*** SUPPLIED INFORMATION ***

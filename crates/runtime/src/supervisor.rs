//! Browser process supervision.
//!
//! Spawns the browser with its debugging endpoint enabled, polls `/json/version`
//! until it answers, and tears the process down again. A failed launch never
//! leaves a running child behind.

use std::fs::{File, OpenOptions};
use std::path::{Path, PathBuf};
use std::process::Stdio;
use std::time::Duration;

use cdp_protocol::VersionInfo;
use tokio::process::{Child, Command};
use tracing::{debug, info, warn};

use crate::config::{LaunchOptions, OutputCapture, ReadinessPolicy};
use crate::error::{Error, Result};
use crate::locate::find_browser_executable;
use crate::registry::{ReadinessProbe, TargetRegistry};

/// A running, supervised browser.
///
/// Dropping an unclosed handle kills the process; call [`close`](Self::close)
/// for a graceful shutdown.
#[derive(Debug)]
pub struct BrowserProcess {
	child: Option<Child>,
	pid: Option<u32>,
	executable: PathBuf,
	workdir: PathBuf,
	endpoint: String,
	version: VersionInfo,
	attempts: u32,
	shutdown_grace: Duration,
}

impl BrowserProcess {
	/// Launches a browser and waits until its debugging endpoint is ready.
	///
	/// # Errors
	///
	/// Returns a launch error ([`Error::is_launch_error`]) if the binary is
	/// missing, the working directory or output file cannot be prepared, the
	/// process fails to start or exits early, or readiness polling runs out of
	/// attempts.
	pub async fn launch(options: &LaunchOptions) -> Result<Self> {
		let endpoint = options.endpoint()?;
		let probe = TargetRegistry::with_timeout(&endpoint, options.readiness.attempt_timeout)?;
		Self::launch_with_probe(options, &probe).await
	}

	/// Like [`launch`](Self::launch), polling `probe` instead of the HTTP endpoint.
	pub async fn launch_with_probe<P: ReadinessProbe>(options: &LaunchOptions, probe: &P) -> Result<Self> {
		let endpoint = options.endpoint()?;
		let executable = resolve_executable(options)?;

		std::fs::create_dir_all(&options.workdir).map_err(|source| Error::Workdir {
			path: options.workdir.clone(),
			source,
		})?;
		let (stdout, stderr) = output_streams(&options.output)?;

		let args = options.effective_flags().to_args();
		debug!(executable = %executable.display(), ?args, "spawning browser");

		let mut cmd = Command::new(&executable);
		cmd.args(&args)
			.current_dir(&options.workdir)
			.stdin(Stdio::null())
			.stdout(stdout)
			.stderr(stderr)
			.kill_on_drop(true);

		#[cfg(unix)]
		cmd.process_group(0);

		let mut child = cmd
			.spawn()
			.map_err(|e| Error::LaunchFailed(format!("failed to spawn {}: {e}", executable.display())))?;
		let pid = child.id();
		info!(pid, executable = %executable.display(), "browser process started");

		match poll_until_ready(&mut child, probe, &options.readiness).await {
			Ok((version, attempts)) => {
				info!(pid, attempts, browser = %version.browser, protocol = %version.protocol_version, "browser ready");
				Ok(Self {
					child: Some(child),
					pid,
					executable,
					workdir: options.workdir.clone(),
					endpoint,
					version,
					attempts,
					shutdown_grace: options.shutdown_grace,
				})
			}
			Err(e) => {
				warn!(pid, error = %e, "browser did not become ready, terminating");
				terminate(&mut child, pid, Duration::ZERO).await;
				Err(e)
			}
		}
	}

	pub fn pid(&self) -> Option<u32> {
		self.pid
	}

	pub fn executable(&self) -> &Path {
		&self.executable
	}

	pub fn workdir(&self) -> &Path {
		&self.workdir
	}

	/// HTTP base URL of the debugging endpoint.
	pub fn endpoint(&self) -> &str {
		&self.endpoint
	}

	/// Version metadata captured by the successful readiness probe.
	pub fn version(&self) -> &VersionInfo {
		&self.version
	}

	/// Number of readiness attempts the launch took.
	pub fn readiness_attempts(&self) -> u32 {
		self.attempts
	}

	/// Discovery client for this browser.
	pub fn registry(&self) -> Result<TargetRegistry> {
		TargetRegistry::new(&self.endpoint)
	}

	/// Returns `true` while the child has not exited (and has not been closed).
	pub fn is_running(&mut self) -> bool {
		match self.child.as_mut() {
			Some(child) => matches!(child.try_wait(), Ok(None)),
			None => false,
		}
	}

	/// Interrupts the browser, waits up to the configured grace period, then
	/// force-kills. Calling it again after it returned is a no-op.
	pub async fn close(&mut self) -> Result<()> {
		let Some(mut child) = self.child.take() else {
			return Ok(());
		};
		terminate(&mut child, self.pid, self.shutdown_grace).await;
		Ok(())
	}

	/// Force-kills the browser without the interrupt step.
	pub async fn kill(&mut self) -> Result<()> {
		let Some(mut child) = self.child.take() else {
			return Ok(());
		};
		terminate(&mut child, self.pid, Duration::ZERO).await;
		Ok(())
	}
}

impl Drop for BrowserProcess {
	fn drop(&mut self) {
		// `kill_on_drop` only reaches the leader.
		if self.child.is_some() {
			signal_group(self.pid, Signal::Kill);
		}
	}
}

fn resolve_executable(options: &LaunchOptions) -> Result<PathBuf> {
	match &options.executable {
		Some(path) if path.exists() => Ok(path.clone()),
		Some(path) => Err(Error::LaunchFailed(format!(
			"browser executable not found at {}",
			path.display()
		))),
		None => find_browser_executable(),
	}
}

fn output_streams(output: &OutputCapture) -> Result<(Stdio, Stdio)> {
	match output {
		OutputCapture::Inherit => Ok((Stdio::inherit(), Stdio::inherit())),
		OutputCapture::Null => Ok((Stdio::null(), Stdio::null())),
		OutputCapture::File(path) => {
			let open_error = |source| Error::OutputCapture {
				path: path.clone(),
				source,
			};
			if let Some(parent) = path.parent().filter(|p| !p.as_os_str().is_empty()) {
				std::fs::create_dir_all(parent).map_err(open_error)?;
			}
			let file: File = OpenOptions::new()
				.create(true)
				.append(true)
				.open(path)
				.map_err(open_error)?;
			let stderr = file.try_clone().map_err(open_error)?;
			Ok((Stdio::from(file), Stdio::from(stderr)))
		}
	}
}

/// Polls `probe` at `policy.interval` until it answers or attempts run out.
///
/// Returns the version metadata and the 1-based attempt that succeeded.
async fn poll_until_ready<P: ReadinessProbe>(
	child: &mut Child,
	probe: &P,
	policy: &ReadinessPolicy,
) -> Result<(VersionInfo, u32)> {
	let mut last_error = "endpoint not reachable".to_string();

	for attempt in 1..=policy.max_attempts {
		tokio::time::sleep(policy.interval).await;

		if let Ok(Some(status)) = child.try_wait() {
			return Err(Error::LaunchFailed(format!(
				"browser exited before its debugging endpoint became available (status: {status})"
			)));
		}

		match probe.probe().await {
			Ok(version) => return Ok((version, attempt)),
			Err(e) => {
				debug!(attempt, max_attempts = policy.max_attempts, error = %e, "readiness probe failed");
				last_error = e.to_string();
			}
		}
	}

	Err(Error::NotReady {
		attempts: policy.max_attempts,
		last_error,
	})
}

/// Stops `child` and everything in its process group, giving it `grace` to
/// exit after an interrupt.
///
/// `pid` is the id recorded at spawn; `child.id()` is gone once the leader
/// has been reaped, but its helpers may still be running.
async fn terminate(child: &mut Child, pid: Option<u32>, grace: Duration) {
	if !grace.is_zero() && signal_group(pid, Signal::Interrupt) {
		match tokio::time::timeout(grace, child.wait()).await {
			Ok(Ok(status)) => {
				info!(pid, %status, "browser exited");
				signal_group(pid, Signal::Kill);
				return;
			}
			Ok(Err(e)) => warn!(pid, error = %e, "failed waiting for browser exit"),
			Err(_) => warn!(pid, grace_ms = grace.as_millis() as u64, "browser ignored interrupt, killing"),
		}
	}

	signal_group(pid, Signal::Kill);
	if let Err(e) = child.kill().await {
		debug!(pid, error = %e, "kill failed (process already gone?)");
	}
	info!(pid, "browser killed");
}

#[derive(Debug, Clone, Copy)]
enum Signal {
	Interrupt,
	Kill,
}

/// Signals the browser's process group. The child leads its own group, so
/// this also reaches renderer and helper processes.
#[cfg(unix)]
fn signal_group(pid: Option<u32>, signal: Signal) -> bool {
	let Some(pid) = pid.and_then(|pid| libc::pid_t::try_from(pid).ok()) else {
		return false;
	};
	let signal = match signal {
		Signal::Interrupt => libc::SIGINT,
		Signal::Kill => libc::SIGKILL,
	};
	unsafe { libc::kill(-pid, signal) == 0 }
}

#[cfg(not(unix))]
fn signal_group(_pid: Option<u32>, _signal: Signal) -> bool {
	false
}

*** End of SUPPLIED INFORMATION ***

> WHAT IS BEING ASKED:
For each line in the data above that contains the string "reaches", extract the line.

> WRITTEN ANSWER:
		// `kill_on_drop` only reaches the leader.
/// this also reaches renderer and helper processes.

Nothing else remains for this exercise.